Dataset entries:

=== Section Start ===

//! End-to-end tests for the tour window
//!
//! This test suite drives the controller against a real SQLite file:
//! - the add, select, update and delete round of a single tour
//! - search filtering and the Insert/Editing button affordances
//! - persistence across a restart of the window

pub mod test_utils;

#[cfg(test)]
mod end_to_end_tests;
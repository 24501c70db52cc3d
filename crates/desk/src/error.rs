//! Unified Error Handling Module
//!
//! Every controller operation returns `Result<Outcome, AppError>`. The
//! controller never shows anything itself; the UI decides how each error
//! class is surfaced (see [`crate::notify::report`]).

use crate::form::FormField;
use thiserror::Error;
use tourdesk_core::StoreError;

/// Unified Application Error
#[derive(Error, Debug)]
pub enum AppError {
    /// User-correctable input problem on a single form field
    #[error("{message}")]
    Validation { field: FormField, message: String },

    /// Update or delete requested while no tour is selected
    #[error("Select a tour first")]
    NoSelection,

    /// Action whose button is disabled in the current mode
    #[error("{0} is not available right now")]
    ActionDisabled(&'static str),

    /// Selection index outside the visible table
    #[error("There is no row {0} in the list")]
    NoSuchRow(usize),

    /// Failure inside the persistence layer
    #[error("Storage error: {0}")]
    Storage(#[from] StoreError),
}

impl AppError {
    /// Field the error points at, if any
    pub fn field(&self) -> Option<FormField> {
        match self {
            AppError::Validation { field, .. } => Some(*field),
            _ => None,
        }
    }
}

/// Result type alias for desk operations
pub type Result<T> = std::result::Result<T, AppError>;

/// Validation helper functions
///
/// All helpers expect input that has already been trimmed.
pub mod validation {
    use super::AppError;
    use crate::form::FormField;
    use chrono::NaiveDate;

    fn invalid(field: FormField, message: String) -> AppError {
        AppError::Validation { field, message }
    }

    /// Validate a non-empty string
    pub fn require_non_empty(value: &str, field: FormField) -> Result<(), AppError> {
        if value.is_empty() {
            return Err(invalid(field, format!("{} cannot be empty", field.label())));
        }
        Ok(())
    }

    /// Parse a strictly positive whole number
    pub fn parse_positive_int(value: &str, field: FormField) -> Result<u32, AppError> {
        match value.parse::<u32>() {
            Ok(parsed) if parsed > 0 => Ok(parsed),
            _ => Err(invalid(
                field,
                format!("{} must be a positive whole number", field.label()),
            )),
        }
    }

    /// Parse a strictly positive, finite decimal
    pub fn parse_positive_decimal(value: &str, field: FormField) -> Result<f64, AppError> {
        match value.parse::<f64>() {
            Ok(parsed) if parsed.is_finite() && parsed > 0.0 => Ok(parsed),
            _ => Err(invalid(
                field,
                format!("{} must be a positive number", field.label()),
            )),
        }
    }

    /// Validate an ISO `YYYY-MM-DD` calendar date
    pub fn validate_iso_date(value: &str, field: FormField) -> Result<(), AppError> {
        // chrono accepts unpadded components; the lexical ordering needs padding
        let well_formed = value.len() == 10 && NaiveDate::parse_from_str(value, "%Y-%m-%d").is_ok();
        if !well_formed {
            return Err(invalid(
                field,
                format!("{} must be a date in YYYY-MM-DD format", field.label()),
            ));
        }
        Ok(())
    }
}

=== Section End ===

- [The task]: Reproduce the records above line by line, without any change, up to and including the line that holds "#[derive(Error, Debug)]".

- [Response to the task]:
//! End-to-end tests for the tour window
//!
//! This test suite drives the controller against a real SQLite file:
//! - the add, select, update and delete round of a single tour
//! - search filtering and the Insert/Editing button affordances
//! - persistence across a restart of the window

pub mod test_utils;

#[cfg(test)]
mod end_to_end_tests;
repository 24501c70db52cc3d
filename crates/desk/src/error.rs
//! Unified Error Handling Module
//!
//! Every controller operation returns `Result<Outcome, AppError>`. The
//! controller never shows anything itself; the UI decides how each error
//! class is surfaced (see [`crate::notify::report`]).

use crate::form::FormField;
use thiserror::Error;
use tourdesk_core::StoreError;

/// Unified Application Error
#[derive(Error, Debug)]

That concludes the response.